A virtual memory CD8+ T cell-originated subset causes alopecia areata through innate-like cytotoxicity
Authors
Joon Seok ; Sung-Dong Cho ; Jeongsoo Lee ; Yunseo Choi ; Su-Young Kim ; Sung-Min Lee ; Sang-Hoon Kim ; Seongju Jeong ; Minwoo Jeon ; Hoyoung Lee ; A Reum Kim ; Baekgyu Choi ; Sang-Jun Ha ; Inkyung Jung ; Ki-Jun Yoon ; Jong-Eun Park ; Jong Hoon Kim ; Beom Joon Kim ; Eui-Cheol Shin ; Su-Hyung Park
Virtual memory T (TVM) cells are a T cell subtype with a memory phenotype but no prior exposure to foreign antigen. Although TVM cells have antiviral and antibacterial functions, whether these cells can be pathogenic effectors of inflammatory disease is unclear. Here we identified a TVM cell-originated CD44super-high(s-hi)CD49dlo CD8+ T cell subset with features of tissue residency.
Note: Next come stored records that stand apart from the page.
//! QueryCache - in-process memo of fused results with TTL expiry and LRU eviction.

use std::sync::atomic::{AtomicBool, Ordering};
use std::sync::{Arc, Mutex, MutexGuard};
use std::time::Duration;

use lru::LruCache;
use serde::Serialize;
use tokio::time::Instant;

use crate::error::RetrievalError;
use crate::settings::CacheSettings;
use crate::types::{RetrievalConfig, ScoredPassage};

use super::key::CacheKey;

struct CacheEntry {
    query: String,
    config: RetrievalConfig,
    results: Arc<[ScoredPassage]>,
    created_at: Instant,
}

struct CacheState {
    /// Iteration order is most- to least-recently used.
    entries: LruCache<CacheKey, CacheEntry>,
    hits: u64,
    misses: u64,
    total_queries: u64,
}

impl CacheState {
    fn new() -> Self {
        Self {
            entries: LruCache::unbounded(),
            hits: 0,
            misses: 0,
            total_queries: 0,
        }
    }
}

/// Snapshot of cache usage.
///
/// `hit_rate` is `hits / total_queries` (0 before any lookup), taken from the
/// running counters rather than current entries.
#[derive(Debug, Clone, PartialEq, Serialize)]
pub struct CacheStats {
    /// Whether the cache is accepting lookups and stores
    pub enabled: bool,
    /// Entries currently held
    pub total_entries: usize,
    /// Capacity bound
    pub max_entries: usize,
    /// Time-to-live in seconds (0 = no time expiry)
    pub ttl_seconds: u64,
    /// Lookups served from cache
    pub hits: u64,
    /// Lookups that missed or found an expired entry
    pub misses: u64,
    /// All lookups since creation or the last clear
    pub total_queries: u64,
    /// `hits / total_queries` in `[0, 1]`
    pub hit_rate: f64,
}

impl CacheStats {
    /// Hit rate as a percentage string, e.g. `"40.00%"`.
    #[must_use]
    pub fn hit_rate_percent(&self) -> String {
        format!("{:.2}%", self.hit_rate * 100.0)
    }
}

/// Bounded, time-limited memo of fused retrieval results.
///
/// One mutex guards the map, its recency order and the counters, so every
/// reader sees a whole before- or after-state of each `get`/`set`.
pub struct QueryCache {
    settings: CacheSettings,
    ttl: Option<Duration>,
    closed: AtomicBool,
    state: Mutex<CacheState>,
}

impl QueryCache {
    /// Create a cache; `max_entries` is clamped to at least 1.
    #[must_use]
    pub fn new(settings: CacheSettings) -> Self {
        let settings = settings.normalized();
        tracing::info!(
            event = "retrieval.cache.initialized",
            enabled = settings.enabled,
            ttl_secs = settings.ttl_secs,
            max_entries = settings.max_entries,
            "query cache initialized"
        );
        Self {
            ttl: (settings.ttl_secs > 0).then(|| Duration::from_secs(settings.ttl_secs)),
            settings,
            closed: AtomicBool::new(false),
            state: Mutex::new(CacheState::new()),
        }
    }

    /// A cache that never stores anything.
    #[must_use]
    pub fn disabled() -> Self {
        Self::new(CacheSettings {
            enabled: false,
            ..CacheSettings::default()
        })
    }

    /// True while configured on and not closed.
    #[must_use]
    pub fn is_enabled(&self) -> bool {
        self.settings.enabled && !self.closed.load(Ordering::Acquire)
    }

    /// Effective settings.
    #[must_use]
    pub fn settings(&self) -> &CacheSettings {
        &self.settings
    }

    /// Look up cached results; any cache failure is logged and reported as a miss.
    #[must_use]
    pub fn get(&self, query: &str, config: &RetrievalConfig) -> Option<Arc<[ScoredPassage]>> {
        self.try_get(query, config).unwrap_or_else(|error| {
            tracing::warn!(
                event = "retrieval.cache.get.failed",
                error = %error,
                "query cache lookup failed; treating as miss"
            );
            None
        })
    }

    /// Look up cached results.
    ///
    /// An entry whose age reached the TTL is evicted and counted as a miss.
    /// A hit moves the entry to the most-recently-used end.
    ///
    /// # Errors
    ///
    /// Returns [`RetrievalError::CacheUnavailable`] when the cache lock is poisoned.
    pub fn try_get(
        &self,
        query: &str,
        config: &RetrievalConfig,
    ) -> Result<Option<Arc<[ScoredPassage]>>, RetrievalError> {
        if !self.is_enabled() {
            return Ok(None);
        }
        let key = CacheKey::new(query, config);
        let now = Instant::now();
        let mut state = self.lock()?;
        state.total_queries += 1;

        let Some(expired) = state
            .entries
            .peek(&key)
            .map(|entry| self.is_expired(entry, now))
        else {
            state.misses += 1;
            tracing::debug!(event = "retrieval.cache.miss", key = %key, "query cache miss");
            return Ok(None);
        };

        if expired {
            state.entries.pop(&key);
            state.misses += 1;
            tracing::debug!(event = "retrieval.cache.expired", key = %key, "query cache entry expired");
            return Ok(None);
        }

        state.hits += 1;
        let results = state.entries.get(&key).map(|entry| Arc::clone(&entry.results));
        tracing::debug!(event = "retrieval.cache.hit", key = %key, "query cache hit");
        Ok(results)
    }

    /// Store fused results; failures are logged and the result is simply not cached.
    pub fn set(&self, query: &str, config: &RetrievalConfig, results: Vec<ScoredPassage>) {
        if let Err(error) = self.try_set(query, config, results) {
            tracing::warn!(
                event = "retrieval.cache.set.failed",
                error = %error,
                "query cache store failed; result not cached"
            );
        }
    }

    /// Store fused results as the most-recently-used entry.
    ///
    /// Purges expired entries, then evicts least-recently-used entries until
    /// one slot is free. An existing entry for the same key is replaced and
    /// its timestamp refreshed.
    ///
    /// # Errors
    ///
    /// Returns [`RetrievalError::CacheUnavailable`] when the cache lock is poisoned.
    pub fn try_set(
        &self,
        query: &str,
        config: &RetrievalConfig,
        results: Vec<ScoredPassage>,
    ) -> Result<(), RetrievalError> {
        if !self.is_enabled() {
            return Ok(());
        }
        let key = CacheKey::new(query, config);
        let now = Instant::now();
        let mut state = self.lock()?;

        state.entries.pop(&key);
        let purged = self.purge_expired(&mut state.entries, now);
        if purged > 0 {
            tracing::debug!(event = "retrieval.cache.purged", purged, "expired cache entries removed");
        }

        while state.entries.len() >= self.settings.max_entries {
            let Some((evicted, _)) = state.entries.pop_lru() else {
                break;
            };
            tracing::debug!(
                event = "retrieval.cache.evicted",
                key = %evicted,
                "query cache full; evicted least recently used entry"
            );
        }

        state.entries.put(
            key,
            CacheEntry {
                query: query.to_string(),
                config: *config,
                results: results.into(),
                created_at: now,
            },
        );
        Ok(())
    }

    /// Remove every entry stored for exactly `query`, across all configs.
    ///
    /// Returns the number of entries removed.
    pub fn invalidate(&self, query: &str) -> usize {
        let Ok(mut state) = self.lock() else {
            return 0;
        };
        let keys: Vec<CacheKey> = state
            .entries
            .iter()
            .filter(|(_, entry)| entry.query == query)
            .map(|(key, _)| key.clone())
            .collect();
        for key in &keys {
            state.entries.pop(key);
        }
        if !keys.is_empty() {
            tracing::info!(
                event = "retrieval.cache.invalidated",
                removed = keys.len(),
                "query cache entries invalidated"
            );
        }
        keys.len()
    }

    /// Remove all entries and reset the hit/miss/total counters.
    ///
    /// Also recovers a cache whose lock was poisoned.
    pub fn clear(&self) {
        let mut state = self.state.lock().unwrap_or_else(|poisoned| {
            self.state.clear_poison();
            poisoned.into_inner()
        });
        *state = CacheState::new();
        tracing::info!(event = "retrieval.cache.cleared", "query cache cleared");
    }

    /// Same as [`Self::clear`].
    pub fn invalidate_all(&self) {
        self.clear();
    }

    /// Disable the cache for good and drop its entries.
    pub fn close(&self) {
        self.closed.store(true, Ordering::Release);
        if let Ok(mut state) = self.lock() {
            state.entries.clear();
        }
        tracing::info!(event = "retrieval.cache.closed", "query cache closed");
    }

    /// Entries currently held.
    #[must_use]
    pub fn len(&self) -> usize {
        self.lock().map(|state| state.entries.len()).unwrap_or(0)
    }

    /// True when no entry is held.
    #[must_use]
    pub fn is_empty(&self) -> bool {
        self.len() == 0
    }

    /// Config each live entry was stored under for `query`, most recent first.
    #[must_use]
    pub fn configs_for(&self, query: &str) -> Vec<RetrievalConfig> {
        let Ok(state) = self.lock() else {
            return Vec::new();
        };
        state
            .entries
            .iter()
            .filter(|(_, entry)| entry.query == query)
            .map(|(_, entry)| entry.config)
            .collect()
    }

    /// Usage statistics.
    #[must_use]
    #[allow(clippy::cast_precision_loss)]
    pub fn stats(&self) -> CacheStats {
        let (total_entries, hits, misses, total_queries) = match self.lock() {
            Ok(state) => (
                state.entries.len(),
                state.hits,
                state.misses,
                state.total_queries,
            ),
            Err(_) => (0, 0, 0, 0),
        };
        let hit_rate = if total_queries == 0 {
            0.0
        } else {
            hits as f64 / total_queries as f64
        };
        CacheStats {
            enabled: self.is_enabled(),
            total_entries,
            max_entries: self.settings.max_entries,
            ttl_seconds: self.settings.ttl_secs,
            hits,
            misses,
            total_queries,
            hit_rate,
        }
    }

    /// Poison the state lock the way a panicking holder would.
    #[cfg(test)]
    pub(crate) fn poison(&self) {
        std::thread::scope(|scope| {
            let _ = scope
                .spawn(|| {
                    let _guard = self.state.lock();
                    panic!("cache state holder panicked");
                })
                .join();
        });
    }

    fn lock(&self) -> Result<MutexGuard<'_, CacheState>, RetrievalError> {
        self.state
            .lock()
            .map_err(|_| RetrievalError::CacheUnavailable("cache lock poisoned".to_string()))
    }

    fn is_expired(&self, entry: &CacheEntry, now: Instant) -> bool {
        self.ttl
            .is_some_and(|ttl| now.saturating_duration_since(entry.created_at) >= ttl)
    }

    fn purge_expired(&self, entries: &mut LruCache<CacheKey, CacheEntry>, now: Instant) -> usize {
        if self.ttl.is_none() {
            return 0;
        }
        let expired: Vec<CacheKey> = entries
            .iter()
            .filter(|(_, entry)| self.is_expired(entry, now))
            .map(|(key, _)| key.clone())
            .collect();
        for key in &expired {
            entries.pop(key);
        }
        expired.len()
    }
}

impl Default for QueryCache {
    fn default() -> Self {
        Self::new(CacheSettings::default())
    }
}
These cells are transcriptionally, phenotypically and functionally distinct from conventional CD8+ TVM cells and can cause alopecia areata. Mechanistically, CD44s-hiCD49dlo CD8+ T cells could be induced from conventional TVM cells by interleukin (IL)-12, IL-15 and IL-18 stimulation. Pathogenic activity of CD44s-hiCD49dlo CD8+ T cells was mediated by NKG2D-dependent innate-like cytotoxicity, which was further augmented by IL-15 stimulation and triggered disease onset. Collectively, these data suggest an immunological mechanism through which TVM cells can cause chronic inflammatory disease by innate-like cytotoxicity.